The lockdown is forcing organisations to change how they operate, and a new study has found that businesses are keen to use automation where possible

Businesses will need to consider how they adapt to operating under the continued threat of coronavirus, and many will call on IT to provide support for remote access and to automate human-intensive business processes.

Charles Towers-Clark, global chairman of Pod Group and author of The Weird CEO, described the changes that organisations have made during the lockdown as “almost like change on steroids”. He added: “The silver lining of Covid-19 is that it has forced people to make a change. In offices, this is geared to digital tools.”

For Towers-Clark, one of the effects of the lockdown is that people have changed their attitude to change. “The world has changed,” he said. “Those who don’t make changes will lose out.” 

Across all sectors, organisations will need to assess how they operate under social distancing measures, given that a Covid-19 vaccine is potentially years away. This will inevitably lead to people who can work remotely continuing to do so rather than going into an office.

According to Towers-Clark, managers have to trust people to use the technology in the right way and trust that they do their work. A recent survey by Pod Group found that automation is now high on organisations’ agenda.

Pod Group asked 500 business leaders from across the UK for their opinion on automation in industry in the light of the pandemic.

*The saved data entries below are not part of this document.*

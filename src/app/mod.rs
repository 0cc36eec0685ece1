//! Application shell: lifecycle state machine, event handlers, tray.

pub mod events;
pub mod lifecycle;
pub mod tray;

use std::sync::atomic::{AtomicBool, Ordering};

use parking_lot::{Mutex, RwLock};
use tauri::{AppHandle, Manager, WebviewWindow};

use crate::badge::BadgeRenderer;
use crate::commands::window::{MAIN_WINDOW_LABEL, SETTINGS_WINDOW_LABEL};
use crate::config::{keys, ConfigStore};
use self::lifecycle::{Effect, Phase};

/// Top-level shell state, owned by the Tauri app and passed to
/// collaborators by reference. The single writer of `force_close` is the
/// quit path; everything else only reads it.
pub struct ShellState {
    pub config: RwLock<ConfigStore>,
    pub phase: Mutex<Phase>,
    pub force_close: AtomicBool,
    /// Set while the main window is torn down and rebuilt to re-apply
    /// session settings; the exit handler must not treat that teardown as
    /// the last window closing.
    pub rebuilding: AtomicBool,
    pub badge_renderer: BadgeRenderer,
}

impl ShellState {
    pub fn new(config: ConfigStore, badge_renderer: BadgeRenderer) -> Self {
        Self {
            config: RwLock::new(config),
            phase: Mutex::new(Phase::Uninitialized),
            force_close: AtomicBool::new(false),
            rebuilding: AtomicBool::new(false),
            badge_renderer,
        }
    }

    pub fn force_close(&self) -> bool {
        self.force_close.load(Ordering::SeqCst)
    }

    pub fn set_force_close(&self) {
        self.force_close.store(true, Ordering::SeqCst);
    }

    pub fn is_rebuilding(&self) -> bool {
        self.rebuilding.load(Ordering::SeqCst)
    }

    pub fn set_rebuilding(&self, value: bool) {
        self.rebuilding.store(value, Ordering::SeqCst);
    }
}

/// Run one lifecycle transition and execute the effects it returns.
///
/// The returned effect list lets event callbacks inspect decisions that only
/// they can act on (`PreventClose` needs the close api object).
pub fn advance(
    app: &AppHandle,
    transition: impl FnOnce(Phase) -> (Phase, Vec<Effect>),
) -> Vec<Effect> {
    let state = app.state::<ShellState>();
    let effects = {
        let mut phase = state.phase.lock();
        let (next, effects) = transition(*phase);
        log::debug!("lifecycle: {:?} -> {:?} via {:?}", *phase, next, effects);
        *phase = next;
        effects
    };
    apply_effects(app, &effects);
    effects
}

/// Execute transition effects against the live window, tray and store.
/// `PreventClose` is intentionally skipped here; only the close-event
/// callback holds the api object it needs.
pub fn apply_effects(app: &AppHandle, effects: &[Effect]) {
    for effect in effects {
        match effect {
            Effect::PreventClose => {}
            Effect::HideWindow => with_main_window(app, |w| w.hide()),
            Effect::UnminimizeWindow => with_main_window(app, |w| w.unminimize()),
            Effect::ShowWindow => with_main_window(app, |w| w.show()),
            Effect::FocusWindow => with_main_window(app, |w| w.set_focus()),
            Effect::SyncTray { visible } => tray::sync_to_visibility(app, *visible),
            Effect::PersistGeometry => persist_geometry(app),
            Effect::CloseSettingsWindow => {
                if let Some(settings) = app.get_webview_window(SETTINGS_WINDOW_LABEL) {
                    let _ = settings.close();
                }
            }
        }
    }
}

fn with_main_window(app: &AppHandle, f: impl FnOnce(&WebviewWindow) -> tauri::Result<()>) {
    match app.get_webview_window(MAIN_WINDOW_LABEL) {
        Some(window) => {
            if let Err(e) = f(&window) {
                log::warn!("main window operation failed: {}", e);
            }
        }
        None => log::warn!("main window not found while applying effect"),
    }
}

/// Write the current main-window bounds into the store and flush it to
/// disk. Runs on every close transition, hide and destroy alike, so a
/// later show (or the next launch) restores the same geometry.
fn persist_geometry(app: &AppHandle) {
    let Some(window) = app.get_webview_window(MAIN_WINDOW_LABEL) else {
        return;
    };
    let (position, size) = match (window.outer_position(), window.inner_size()) {
        (Ok(position), Ok(size)) => (position, size),
        _ => {
            log::warn!("could not read window bounds; geometry not persisted");
            return;
        }
    };

    let state = app.state::<ShellState>();
    let mut config = state.config.write();
    config.set(keys::POS_X, position.x);
    config.set(keys::POS_Y, position.y);
    config.set(keys::WIDTH, size.width);
    config.set(keys::HEIGHT, size.height);
    config.save();
}
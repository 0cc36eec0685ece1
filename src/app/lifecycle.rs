//! Main-window lifecycle state machine.
//!
//! OS window events arrive with platform-divergent semantics (closing the
//! last window quits on Windows but must hide elsewhere; macOS re-activates
//! through the dock; the tray can show or hide at any time). The transitions
//! here are pure: they take the current phase plus the relevant inputs and
//! return the next phase and an ordered list of effects for the caller to
//! execute against the live window, tray and store. That keeps the policy
//! unit-testable without a running event loop.

use crate::platform::Platform;

/// Where the main window is in its life.
#[derive(Debug, Clone, Copy, PartialEq, Eq)]
pub enum Phase {
    Uninitialized,
    OpenVisible,
    OpenHidden,
    Destroyed,
}

/// Side effects a transition asks the executor to perform, in order.
#[derive(Debug, Clone, Copy, PartialEq, Eq)]
pub enum Effect {
    /// Suppress the default destructive close.
    PreventClose,
    HideWindow,
    UnminimizeWindow,
    ShowWindow,
    FocusWindow,
    /// Re-publish the tray context menu for the given window visibility.
    SyncTray { visible: bool },
    /// Write current bounds to the store and flush it to disk.
    PersistGeometry,
    /// Close the settings window if one exists.
    CloseSettingsWindow,
}

/// The window exists and is on screen.
pub fn on_created(phase: Phase) -> (Phase, Vec<Effect>) {
    match phase {
        Phase::Uninitialized => (Phase::OpenVisible, vec![Effect::SyncTray { visible: true }]),
        other => (other, vec![]),
    }
}

/// The user (or the OS) asked to close the main window.
///
/// With the force-close flag unset on a hide-on-close platform this becomes
/// a hide; geometry is flushed before the transition completes either way.
/// On the terminal path the settings window goes first, then geometry, then
/// the close proceeds unimpeded.
pub fn on_close_requested(
    phase: Phase,
    platform: Platform,
    force_close: bool,
) -> (Phase, Vec<Effect>) {
    match phase {
        Phase::OpenVisible | Phase::OpenHidden => {
            if force_close || platform.close_is_terminal() {
                (
                    Phase::Destroyed,
                    vec![Effect::CloseSettingsWindow, Effect::PersistGeometry],
                )
            } else {
                (
                    Phase::OpenHidden,
                    vec![
                        Effect::PreventClose,
                        Effect::PersistGeometry,
                        Effect::HideWindow,
                        Effect::SyncTray { visible: false },
                    ],
                )
            }
        }
        other => (other, vec![]),
    }
}

/// A show request: tray "Show", a second-instance launch, or macOS
/// re-activation with no visible windows.
pub fn on_show_requested(phase: Phase) -> (Phase, Vec<Effect>) {
    match phase {
        Phase::OpenVisible | Phase::OpenHidden => (
            Phase::OpenVisible,
            vec![
                Effect::UnminimizeWindow,
                Effect::ShowWindow,
                Effect::FocusWindow,
                Effect::SyncTray { visible: true },
            ],
        ),
        other => (other, vec![]),
    }
}

/// A hide request from the tray "Hide" item.
pub fn on_hide_requested(phase: Phase) -> (Phase, Vec<Effect>) {
    match phase {
        Phase::OpenVisible => (
            Phase::OpenHidden,
            vec![
                Effect::PersistGeometry,
                Effect::HideWindow,
                Effect::SyncTray { visible: false },
            ],
        ),
        other => (other, vec![]),
    }
}

/// An unconditional quit (tray "Quit"). Bypasses hide-on-close but still
/// closes the settings window and flushes geometry before the process exits.
pub fn on_quit_requested(phase: Phase) -> (Phase, Vec<Effect>) {
    match phase {
        Phase::OpenVisible | Phase::OpenHidden => (
            Phase::Destroyed,
            vec![Effect::CloseSettingsWindow, Effect::PersistGeometry],
        ),
        Phase::Uninitialized => (Phase::Destroyed, vec![]),
        Phase::Destroyed => (Phase::Destroyed, vec![]),
    }
}

#[cfg(test)]
mod tests {
    use super::*;

    #[test]
    fn test_close_without_force_hides_instead_of_destroying() {
        for platform in [Platform::MacOs, Platform::Linux] {
            let (phase, effects) = on_close_requested(Phase::OpenVisible, platform, false);
            assert_eq!(phase, Phase::OpenHidden);
            assert!(effects.contains(&Effect::PreventClose));
            assert!(effects.contains(&Effect::HideWindow));
            assert!(!effects.contains(&Effect::CloseSettingsWindow));
        }
    }

    #[test]
    fn test_geometry_persists_before_the_hide() {
        let (_, effects) = on_close_requested(Phase::OpenVisible, Platform::Linux, false);
        let persist = effects
            .iter()
            .position(|e| *e == Effect::PersistGeometry)
            .unwrap();
        let hide = effects.iter().position(|e| *e == Effect::HideWindow).unwrap();
        assert!(persist < hide);
    }

    #[test]
    fn test_close_on_windows_is_terminal() {
        let (phase, effects) = on_close_requested(Phase::OpenVisible, Platform::Windows, false);
        assert_eq!(phase, Phase::Destroyed);
        assert!(!effects.contains(&Effect::PreventClose));
        // Settings window goes first, then the geometry flush.
        assert_eq!(effects[0], Effect::CloseSettingsWindow);
        assert_eq!(effects[1], Effect::PersistGeometry);
    }

    #[test]
    fn test_forced_close_is_terminal_everywhere() {
        for platform in [Platform::MacOs, Platform::Linux, Platform::Windows] {
            let (phase, effects) = on_close_requested(Phase::OpenVisible, platform, true);
            assert_eq!(phase, Phase::Destroyed);
            assert!(!effects.contains(&Effect::PreventClose));
            assert!(effects.contains(&Effect::PersistGeometry));
        }
    }

    #[test]
    fn test_hide_then_show_round_trip() {
        let (hidden, _) = on_close_requested(Phase::OpenVisible, Platform::MacOs, false);
        let (shown, effects) = on_show_requested(hidden);
        assert_eq!(shown, Phase::OpenVisible);
        assert!(effects.contains(&Effect::ShowWindow));
        assert!(effects.contains(&Effect::FocusWindow));
        assert!(effects.contains(&Effect::SyncTray { visible: true }));
        // Nothing on the show path touches geometry, so the restored window
        // keeps the bounds persisted at hide time.
        assert!(!effects.contains(&Effect::PersistGeometry));
    }

    #[test]
    fn test_show_restores_minimized_windows_too() {
        let (_, effects) = on_show_requested(Phase::OpenVisible);
        let unminimize = effects
            .iter()
            .position(|e| *e == Effect::UnminimizeWindow)
            .unwrap();
        let show = effects.iter().position(|e| *e == Effect::ShowWindow).unwrap();
        assert!(unminimize < show);
    }

    #[test]
    fn test_tray_sync_follows_every_visibility_transition() {
        let (_, hide_effects) = on_close_requested(Phase::OpenVisible, Platform::Linux, false);
        assert!(hide_effects.contains(&Effect::SyncTray { visible: false }));

        let (_, show_effects) = on_show_requested(Phase::OpenHidden);
        assert!(show_effects.contains(&Effect::SyncTray { visible: true }));

        let (_, tray_hide_effects) = on_hide_requested(Phase::OpenVisible);
        assert!(tray_hide_effects.contains(&Effect::SyncTray { visible: false }));
    }

    #[test]
    fn test_quit_flushes_geometry_and_closes_settings_first() {
        let (phase, effects) = on_quit_requested(Phase::OpenHidden);
        assert_eq!(phase, Phase::Destroyed);
        assert_eq!(
            effects,
            vec![Effect::CloseSettingsWindow, Effect::PersistGeometry]
        );
    }

    #[test]
    fn test_destroyed_is_a_sink() {
        assert_eq!(
            on_close_requested(Phase::Destroyed, Platform::Linux, false),
            (Phase::Destroyed, vec![])
        );
        assert_eq!(on_show_requested(Phase::Destroyed), (Phase::Destroyed, vec![]));
        assert_eq!(on_hide_requested(Phase::Destroyed), (Phase::Destroyed, vec![]));
    }

    #[test]
    fn test_creation_leaves_uninitialized_exactly_once() {
        let (phase, effects) = on_created(Phase::Uninitialized);
        assert_eq!(phase, Phase::OpenVisible);
        assert_eq!(effects, vec![Effect::SyncTray { visible: true }]);
        // A second creation event is ignored.
        assert_eq!(on_created(phase), (Phase::OpenVisible, vec![]));
    }
}
//! Main and settings window management.
//!
//! The main window hosts the remote messenger page; the settings window is
//! a local page editing the preference store. Both are created here, and
//! the tray/lifecycle code funnels its show/hide/quit requests through the
//! helpers in this module.

use tauri::{command, AppHandle, Manager, Url, WebviewUrl, WebviewWindow, WebviewWindowBuilder};
use tauri_plugin_opener::OpenerExt;

use crate::app::{self, lifecycle, ShellState};
use crate::badge;
use crate::config::{keys, ConfigStore, ProxySettings};
use crate::error::{ShellError, ShellResult};

// Main window label (the hosted messenger page)
pub const MAIN_WINDOW_LABEL: &str = "main";

// Settings window label (local preferences page)
pub const SETTINGS_WINDOW_LABEL: &str = "settings";

/// The hosted page. Treated as opaque: the shell only consumes its window
/// title and injects presentation-only style rules.
const HOSTED_PAGE_URL: &str = "https://web.whatsapp.com";

/// Fixed override identity. The hosted service degrades or rejects clients
/// it does not recognize as a mainstream browser.
const USER_AGENT: &str = "Mozilla/5.0 (Windows NT 10.0; Win64; x64) \
    AppleWebKit/537.36 (KHTML, like Gecko) Chrome/124.0.0.0 Safari/537.36";

// ============================================================================
// Main window
// ============================================================================

/// Create the main window from the current preference store: persisted
/// geometry, proxy settings and the configuration-derived style injection
/// are all applied at build time.
pub fn create_main_window(app: &AppHandle) -> ShellResult<WebviewWindow> {
    let state = app.state::<ShellState>();
    let (size, position, proxy, script) = {
        let config = state.config.read();
        let size = (
            config.get_f64(keys::WIDTH).unwrap_or(1000.0),
            config.get_f64(keys::HEIGHT).unwrap_or(720.0),
        );
        let position = match (config.get_f64(keys::POS_X), config.get_f64(keys::POS_Y)) {
            (Some(x), Some(y)) => Some((x, y)),
            _ => None,
        };
        (
            size,
            position,
            ProxySettings::resolve(&config),
            injection_script(&config),
        )
    };

    let url: Url = HOSTED_PAGE_URL
        .parse()
        .map_err(|e| ShellError::WindowError(format!("bad hosted page URL: {}", e)))?;

    let opener_handle = app.clone();
    let mut builder = WebviewWindowBuilder::new(app, MAIN_WINDOW_LABEL, WebviewUrl::External(url))
        .title("WhatsApp")
        .inner_size(size.0, size.1)
        .min_inner_size(600.0, 600.0)
        .user_agent(USER_AGENT)
        .on_navigation(move |url| {
            if allow_in_shell(url) {
                return true;
            }
            // The shell never renders arbitrary external sites inline.
            log::info!("handing off external navigation: {}", url);
            if let Err(e) = opener_handle.opener().open_url(url.as_str(), None::<&str>) {
                log::warn!("failed to open external URL: {}", e);
            }
            false
        })
        .on_document_title_changed(|window, title| {
            let count = badge::unread_count(&title);
            log::debug!("title changed ({:?} unread): {}", count, title);
            let renderer = window.state::<ShellState>().badge_renderer;
            renderer.apply(&window, count);
        });

    if let Some((x, y)) = position {
        builder = builder.position(x, y);
    }
    if let Some(script) = &script {
        builder = builder.initialization_script(script.as_str());
    }
    if let Some(proxy) = proxy {
        match proxy.webview_proxy_url() {
            Ok(proxy_url) => builder = builder.proxy_url(proxy_url),
            // A malformed endpoint degrades to a direct connection.
            Err(e) => log::warn!("ignoring proxy configuration: {}", e),
        }
    }

    Ok(builder.build()?)
}

/// Show, un-minimize and focus the main window. Used by the tray "Show"
/// entry, second-instance launches and macOS dock re-activation.
pub fn show_main_window(app: &AppHandle) {
    app::advance(app, lifecycle::on_show_requested);
}

/// Hide the main window to the tray, persisting geometry first.
pub fn hide_main_window(app: &AppHandle) {
    app::advance(app, lifecycle::on_hide_requested);
}

/// Unconditional quit: bypasses hide-on-close, closes the settings window,
/// flushes geometry and exits.
pub fn request_quit(app: &AppHandle) {
    let state = app.state::<ShellState>();
    state.set_force_close();
    app::advance(app, lifecycle::on_quit_requested);
    app.exit(0);
}

/// Tear down and rebuild the main window so session-level settings (proxy,
/// injected style rules) pick up the current configuration.
pub fn recreate_main_window(app: &AppHandle) -> ShellResult<()> {
    let state = app.state::<ShellState>();
    state.set_rebuilding(true);
    let result = (|| {
        if let Some(window) = app.get_webview_window(MAIN_WINDOW_LABEL) {
            // Keep the new window where the old one was.
            app::apply_effects(app, &[lifecycle::Effect::PersistGeometry]);
            window.destroy()?;
        }
        *state.phase.lock() = lifecycle::Phase::Uninitialized;
        create_main_window(app)?;
        app::advance(app, lifecycle::on_created);
        Ok(())
    })();
    state.set_rebuilding(false);
    result
}

/// Whether a navigation target may render inside the shell.
fn allow_in_shell(url: &Url) -> bool {
    match url.scheme() {
        "about" => true,
        "http" | "https" => url
            .host_str()
            .map(|host| {
                host == "web.whatsapp.com"
                    || host == "whatsapp.com"
                    || host.ends_with(".whatsapp.com")
                    || host.ends_with(".whatsapp.net")
            })
            .unwrap_or(false),
        _ => false,
    }
}

// ============================================================================
// Configuration-derived style injection
// ============================================================================

/// Presentation-only rules derived from the display toggles. One-way and
/// fire-and-forget; nothing flows back from the page except its title.
fn css_rules(hide_avatars: bool, hide_previews: bool, thumb_size: u32) -> String {
    let mut css = String::new();
    if hide_avatars {
        css.push_str(".chat-avatar{display:none}");
    }
    if hide_previews {
        css.push_str(".chat-secondary .chat-status{z-index:-999}");
    }
    if thumb_size > 0 {
        css.push_str(&format!(
            ".image-thumb{{width:{0}px !important;height:{0}px !important}}\
             .image-thumb img.image-thumb-body{{width:auto !important;height:{0}px !important}}",
            thumb_size
        ));
    }
    css
}

/// Build the initialization script injecting the style rules once the
/// document is ready. `None` when no toggle asks for anything.
fn injection_script(config: &ConfigStore) -> Option<String> {
    let css = css_rules(
        config.get_flag(keys::HIDE_AVATARS),
        config.get_flag(keys::HIDE_PREVIEWS),
        config.get_f64(keys::THUMB_SIZE).unwrap_or(0.0) as u32,
    );
    if css.is_empty() {
        return None;
    }
    // JSON string literals are valid JS string literals.
    let literal = serde_json::Value::String(css).to_string();
    Some(format!(
        "(function(){{\
           var css={};\
           function apply(){{\
             var style=document.createElement('style');\
             style.textContent=css;\
             document.head.appendChild(style);\
           }}\
           if(document.readyState==='loading'){{\
             document.addEventListener('DOMContentLoaded',apply);\
           }}else{{apply();}}\
         }})();",
        literal
    ))
}

// ============================================================================
// Settings window
// ============================================================================

/// Open the settings window, or surface the existing one. At most one
/// instance exists at any time; the window registry clears the reference
/// when it closes, permitting exactly one re-open.
pub fn open_settings_window(app: &AppHandle) -> ShellResult<()> {
    if let Some(window) = app.get_webview_window(SETTINGS_WINDOW_LABEL) {
        let _ = window.show();
        let _ = window.set_focus();
        return Ok(());
    }

    let window = WebviewWindowBuilder::new(
        app,
        SETTINGS_WINDOW_LABEL,
        WebviewUrl::App("settings.html".into()),
    )
    .title("ChatIt Settings")
    .inner_size(500.0, 500.0)
    .center()
    .build()?;

    attach_settings_menu(&window)?;
    Ok(())
}

/// Attach the accelerator-only menu (close, reload, devtools in debug
/// builds) and hide the menu bar; the entries stay reachable through their
/// shortcuts.
#[cfg(not(target_os = "macos"))]
fn attach_settings_menu(window: &WebviewWindow) -> ShellResult<()> {
    use tauri::menu::{Menu, MenuItem};

    let app = window.app_handle();
    let menu = Menu::new(app)?;
    menu.append(&MenuItem::with_id(
        app,
        "settings-close",
        "Close",
        true,
        Some("Esc"),
    )?)?;
    menu.append(&MenuItem::with_id(
        app,
        "settings-reload",
        "Reload settings view",
        true,
        Some("CmdOrCtrl+R"),
    )?)?;
    #[cfg(debug_assertions)]
    menu.append(&MenuItem::with_id(
        app,
        "settings-devtools",
        "Toggle DevTools",
        true,
        Some("Alt+CmdOrCtrl+O"),
    )?)?;

    window.on_menu_event(|window, event| {
        let settings = window.app_handle().get_webview_window(SETTINGS_WINDOW_LABEL);
        let Some(settings) = settings else { return };
        match event.id.as_ref() {
            "settings-close" => {
                let _ = settings.close();
            }
            "settings-reload" => {
                let _ = settings.eval("window.location.reload()");
            }
            #[cfg(debug_assertions)]
            "settings-devtools" => {
                if settings.is_devtools_open() {
                    settings.close_devtools();
                } else {
                    settings.open_devtools();
                }
            }
            _ => {}
        }
    });

    window.set_menu(menu)?;
    window.hide_menu()?;
    Ok(())
}

#[cfg(target_os = "macos")]
fn attach_settings_menu(_window: &WebviewWindow) -> ShellResult<()> {
    // Window menus are app-wide on macOS; the standard Cmd+W/Cmd+R bindings
    // already cover close and reload there.
    Ok(())
}

/// Open (or focus) the settings window from the frontend.
#[command]
pub async fn open_settings(app: AppHandle) -> ShellResult<()> {
    open_settings_window(&app)
}

#[cfg(test)]
mod tests {
    use super::*;

    fn url(s: &str) -> Url {
        s.parse().unwrap()
    }

    #[test]
    fn test_hosted_origins_stay_inline() {
        assert!(allow_in_shell(&url("https://web.whatsapp.com/")));
        assert!(allow_in_shell(&url("https://static.whatsapp.net/asset.js")));
        assert!(allow_in_shell(&url("https://whatsapp.com/")));
        assert!(allow_in_shell(&url("about:blank")));
    }

    #[test]
    fn test_external_sites_are_suppressed() {
        assert!(!allow_in_shell(&url("https://example.com/")));
        assert!(!allow_in_shell(&url("https://evilwhatsapp.com/")));
        assert!(!allow_in_shell(&url("ftp://web.whatsapp.com/")));
        assert!(!allow_in_shell(&url("https://whatsapp.com.evil.example/")));
    }

    #[test]
    fn test_css_rules_follow_toggles() {
        assert_eq!(css_rules(false, false, 0), "");

        let avatars_only = css_rules(true, false, 0);
        assert!(avatars_only.contains(".chat-avatar"));
        assert!(!avatars_only.contains(".chat-status"));

        let everything = css_rules(true, true, 64);
        assert!(everything.contains(".chat-avatar"));
        assert!(everything.contains(".chat-status"));
        assert!(everything.contains("width:64px"));
    }

    #[test]
    fn test_injection_script_is_none_without_toggles() {
        let config = ConfigStore::new("unused.json");
        assert_eq!(injection_script(&config), None);
    }

    #[test]
    fn test_injection_script_embeds_escaped_css() {
        let mut config = ConfigStore::new("unused.json");
        config.set(keys::HIDE_AVATARS, true);
        config.set(keys::THUMB_SIZE, 80);

        let script = injection_script(&config).unwrap();
        assert!(script.contains("DOMContentLoaded"));
        assert!(script.contains(".chat-avatar{display:none}"));
        assert!(script.contains("height:80px"));
    }
}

Respondents were decision-makers in companies of 250-plus employees from a range of industries. Data was collected between 21 and 22 April, 2020.

The survey reported that 62% of leaders expected their companies to speed up plans to automate processes and 64% said they had already considered replacing processes carried out by employees with automation technology. Of the industries that took part in the study, the manufacturing, financial, and IT and telecommunications sectors had given this transformation the most thought – 77%, 75%, and 74%, respectively.

The belief that automation technology will help, or is already helping, employees to fulfil their potential and aspirations was shared by 73% of respondents. Business leaders in healthcare (64%), finance (72%), retail, catering and leisure (74%), and manufacturing (75%) all considered the introduction of such technology as having a positive effect on their employees.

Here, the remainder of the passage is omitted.